Dr Marcel Boisvert tente de rétablir les faits et rectifier les chiffres du rapport Mc Gill qui s’appuient sur des données périmées : « en page 30 du rapport on lit : 50 % des cas néerlandais d’aide médicale au suicide ou à l’euthanasie ne sont pas rapportés. Or deux des références de 1992 et 2004 réfèrent à des faits antérieurs à 1990 et à 2001, année des révisions officielles néerlandaises. Un rapport dans le New England Journal de 2007 très souvent cité résume les données de 1990, 1995, 2001 et 2005. Les pourcentages de cas rapportés sont respectivement de 18 %, 40 %, 54 % et 80 % en 2005. D’un coup d’œil, on voit là une quasi-ligne droite dont la pente raide pointe au-delà de 95 % en 2010, c’est-à-dire un maximum atteignable dans ce genre de compilations. Nous sommes très loin de 50 % qui remonte à des données antérieures à 2001 ».

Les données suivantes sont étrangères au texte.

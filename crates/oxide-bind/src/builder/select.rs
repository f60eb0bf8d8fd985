//! SELECT statement builder.
//!
//! [`SelectSpec`] is the plain description of a query; [`Select`] builds one
//! fluently, using the typestate pattern so that a query without a FROM
//! clause cannot be compiled.
//!
//! Compilation runs a fixed pipeline: FROM chain, base SELECT with WHERE,
//! GROUP BY, ORDER BY, then LIMIT/OFFSET. Binds come out in the order
//! their placeholders appear: join conditions, WHERE, pagination.

use std::marker::PhantomData;

use tracing::debug;

use super::clauses::{append_group_by, append_order_by, OrderTerm};
use super::condition::{compile_where, Condition};
use super::from::{compile_from, Join, TableRef};
use super::limit::apply_limit;
use crate::context::QueryContext;
use crate::error::{BuildError, Result};
use crate::resolver::CompiledQuery;
use crate::value::{Bind, IntoBind};

/// A selected column or expression.
#[derive(Debug, Clone, PartialEq, Eq)]
pub enum Field {
    /// A column name, quoted.
    Column(String),
    /// An expression emitted verbatim, e.g. `COUNT(*) AS n`.
    Raw(String),
}

impl From<&str> for Field {
    fn from(name: &str) -> Self {
        Self::Column(String::from(name))
    }
}

impl From<String> for Field {
    fn from(name: String) -> Self {
        Self::Column(name)
    }
}

/// Optional SELECT clauses, for the positional constructor.
#[derive(Debug, Clone, Default, PartialEq)]
pub struct SelectOptions {
    /// GROUP BY columns.
    pub group_by: Vec<String>,
    /// ORDER BY entries.
    pub order_by: Vec<OrderTerm>,
    /// Row limit.
    pub limit: Option<Bind>,
    /// Rows to skip; only used together with `limit`.
    pub offset: Option<Bind>,
}

/// A complete SELECT description.
#[derive(Debug, Clone, PartialEq)]
pub struct SelectSpec {
    /// Selected fields; empty means `*`.
    pub fields: Vec<Field>,
    /// FROM chain.
    pub from: Vec<TableRef>,
    /// WHERE condition.
    pub where_clause: Option<Condition>,
    /// GROUP BY columns.
    pub group_by: Vec<String>,
    /// ORDER BY entries.
    pub order_by: Vec<OrderTerm>,
    /// Row limit.
    pub limit: Option<Bind>,
    /// Rows to skip; only used together with `limit`.
    pub offset: Option<Bind>,
}

impl SelectSpec {
    /// Creates a description from positional parts.
    #[must_use]
    pub fn new(
        fields: Vec<Field>,
        from: Vec<TableRef>,
        where_clause: Option<Condition>,
        options: SelectOptions,
    ) -> Self {
        Self {
            fields,
            from,
            where_clause,
            group_by: options.group_by,
            order_by: options.order_by,
            limit: options.limit,
            offset: options.offset,
        }
    }

    /// Compiles the description.
    ///
    /// # Errors
    ///
    /// Returns a [`BuildError`] for a malformed FROM chain, an empty field
    /// name, or a condition the condition compiler rejects.
    pub fn compile(&self, ctx: &QueryContext) -> Result<CompiledQuery> {
        let (from_sql, mut binds) = compile_from(&self.from, ctx)?;

        let mut sql = String::from("SELECT ");
        sql.push_str(&self.render_fields(ctx)?);
        sql.push_str(" FROM ");
        sql.push_str(&from_sql);

        if let Some(cond) = self.where_clause.as_ref().filter(|c| !c.is_empty()) {
            let (where_sql, where_binds) = compile_where(cond, ctx)?;
            sql.push(' ');
            sql.push_str(&where_sql);
            binds.extend(where_binds);
        }

        append_group_by(&mut sql, &self.group_by, ctx);
        append_order_by(&mut sql, &self.order_by, ctx);

        let sql = apply_limit(
            sql,
            &mut binds,
            self.limit.as_ref(),
            self.offset.as_ref(),
            ctx,
        );

        debug!(
            dialect = ctx.dialect(),
            placeholders = binds.len(),
            "compiled SELECT"
        );
        Ok(CompiledQuery::new(sql, binds))
    }

    fn render_fields(&self, ctx: &QueryContext) -> Result<String> {
        if self.fields.is_empty() {
            return Ok(String::from("*"));
        }
        let mut out = Vec::with_capacity(self.fields.len());
        for field in &self.fields {
            match field {
                Field::Column(name) if name.trim().is_empty() => {
                    return Err(BuildError::InvalidStatement(String::from(
                        "empty field name",
                    )));
                }
                Field::Column(name) => out.push(ctx.quote_identifier(name)),
                Field::Raw(sql) => out.push(sql.clone()),
            }
        }
        Ok(out.join(", "))
    }
}

// Typestate markers (zero-sized types)

/// Marker: No FROM clause specified yet.
pub struct NoFrom;
/// Marker: FROM clause has been specified.
pub struct HasFrom;

/// A fluent SELECT builder.
///
/// Uses the typestate pattern to ensure that:
/// - `build()` and `into_spec()` are only available once FROM is specified
/// - joins, WHERE and the trailing clauses follow FROM
pub struct Select<From> {
    spec: SelectSpec,
    _state: PhantomData<From>,
}

impl Select<NoFrom> {
    /// Creates a new SELECT builder selecting `*`.
    #[must_use]
    pub fn new() -> Self {
        Self {
            spec: SelectSpec::new(vec![], vec![], None, SelectOptions::default()),
            _state: PhantomData,
        }
    }

    /// Specifies the first table to select from.
    #[must_use]
    pub fn from(mut self, table: impl Into<TableRef>) -> Select<HasFrom> {
        self.spec.from.push(table.into());
        Select {
            spec: self.spec,
            _state: PhantomData,
        }
    }

    /// Specifies the first table with an alias.
    #[must_use]
    pub fn from_aliased(self, table: &str, alias: &str) -> Select<HasFrom> {
        self.from(TableRef::aliased(table, alias))
    }

    /// Specifies a raw FROM fragment, emitted unquoted.
    #[must_use]
    pub fn from_raw(self, sql: &str) -> Select<HasFrom> {
        self.from(TableRef::raw(sql))
    }
}

impl Default for Select<NoFrom> {
    fn default() -> Self {
        Self::new()
    }
}

impl<From> Select<From> {
    /// Specifies the columns to select.
    #[must_use]
    pub fn fields(mut self, cols: &[&str]) -> Self {
        self.spec.fields.extend(cols.iter().map(|c| Field::from(*c)));
        self
    }

    /// Adds a raw select expression.
    #[must_use]
    pub fn field_raw(mut self, sql: &str) -> Self {
        self.spec.fields.push(Field::Raw(String::from(sql)));
        self
    }
}

// Methods available after FROM
impl Select<HasFrom> {
    /// Adds another comma-separated table.
    #[must_use]
    pub fn also_from(mut self, table: impl Into<TableRef>) -> Self {
        self.spec.from.push(table.into());
        self
    }

    /// Joins a table to the previous FROM entry.
    #[must_use]
    pub fn join(mut self, join: Join) -> Self {
        self.spec.from.push(TableRef::Joined(join));
        self
    }

    /// Adds a WHERE clause.
    #[must_use]
    pub fn where_clause(mut self, cond: Condition) -> Self {
        self.spec.where_clause = Some(cond);
        self
    }

    /// Adds a GROUP BY clause.
    #[must_use]
    pub fn group_by(mut self, cols: &[&str]) -> Self {
        self.spec.group_by = cols.iter().map(|s| String::from(*s)).collect();
        self
    }

    /// Adds ORDER BY columns without a direction.
    #[must_use]
    pub fn order_by(mut self, cols: &[&str]) -> Self {
        self.spec
            .order_by
            .extend(cols.iter().map(|c| OrderTerm::from(*c)));
        self
    }

    /// Adds ORDER BY DESC columns.
    #[must_use]
    pub fn order_by_desc(mut self, cols: &[&str]) -> Self {
        self.spec
            .order_by
            .extend(cols.iter().map(|c| OrderTerm::desc(*c)));
        self
    }

    /// Adds one ORDER BY entry.
    #[must_use]
    pub fn order_by_term(mut self, term: OrderTerm) -> Self {
        self.spec.order_by.push(term);
        self
    }

    /// Adds a LIMIT clause.
    #[must_use]
    pub fn limit(mut self, n: impl IntoBind) -> Self {
        self.spec.limit = Some(n.into_bind());
        self
    }

    /// Adds an OFFSET clause (ignored without a limit).
    #[must_use]
    pub fn offset(mut self, n: impl IntoBind) -> Self {
        self.spec.offset = Some(n.into_bind());
        self
    }

    /// Returns the finished description.
    #[must_use]
    pub fn into_spec(self) -> SelectSpec {
        self.spec
    }

    /// Compiles once and returns the SQL with its binds.
    ///
    /// # Errors
    ///
    /// See [`SelectSpec::compile`].
    pub fn build(self, ctx: &QueryContext) -> Result<(String, Vec<Bind>)> {
        Ok(self.spec.compile(ctx)?.into_parts())
    }
}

Selon des médecins québécois, qui ont consulté leurs collègues aux Pays-Bas et en Belgique, ceux-ci leur ont recommandé de ne pas légaliser l’euthanasie, mais ils refusent, sauf une exception, en même temps d’être publiquement identifiés, phénomène qui pose une question en soi-même. Certains de ces médecins pratiquent parfois l’euthanasie et ils vivent alors beaucoup de difficultés et de troubles personnels. Plusieurs d’entre eux avouent avoir subi la pression, l’intimidation de la part des patients et des familles désireuses d’obtenir l’euthanasie ». Ce malaise démontre que la législation autour de l’euthanasie et des soins en fin de vie est une réalité très politisée sujette à toutes formes de positions partisanes qui n’a plus rien à faire avec le bien-être physique et psychique de la population.

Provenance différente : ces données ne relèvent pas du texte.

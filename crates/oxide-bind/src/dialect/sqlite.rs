//! SQLite dialect.

use super::Dialect;

/// SQLite dialect.
#[derive(Debug, Default, Clone, Copy)]
pub struct SqliteDialect;

impl SqliteDialect {
    /// Creates a new SQLite dialect.
    #[must_use]
    pub const fn new() -> Self {
        Self
    }
}

impl Dialect for SqliteDialect {
    fn name(&self) -> &'static str {
        "sqlite"
    }

    fn identifier_quote(&self) -> (char, char) {
        ('"', '"') // SQLite also accepts backticks, but double quotes are standard
    }
}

Aux Pays-Bas, où l’euthanasie des moins de 16 ans n’est pas légale, les médecins ont défini le « protocole de Groningen » à la suite duquel « sont pratiquées annuellement autour de vingt euthanasies chez les enfants qui ne donnent pas leur consentement ». Ce protocole exige pourtant le consentement éclairé des jeunes concernés. « Comment expliquer qu’aux Pays-Bas, se demande un médecin québécois, en plus de trente ans de pratique euthanasique et en dépit d’un apparent sophistiqué de recours et de surveillance, il n’y ait aucune poursuite pénale à la suite de dizaines de milliers d’euthanasie? ». Ces chiffres sont-ils exacts? La description offerte ci-dessus par des médecins québécois qui prônent les soins palliatifs correspond-elle à la réalité? Qu’ils me permettent d’en douter.

En 1986, nous avons fait une année de recherche, à l’Instituut voor Gezondheidsethiek à Maastricht, sur le processus de la légalisation de l’euthanasie en cours, Nous avons interrogé un grand nombre de médecins, de théologiens, de juristes, d’éthiciens, de psychiatres et autres professionnels de la santé sur le sujet, nous ne nous reconnaissons pas dans ce désordre tel que décrit ci-dessus. En effet, les Néerlandais forment un peuple très ouvert au débat public entre les diverses communautés religieuses et associations laïques, un peuple très organisé mais flexible, respectant le libre arbitre des individus et très attentif aux personnes et à leurs besoins.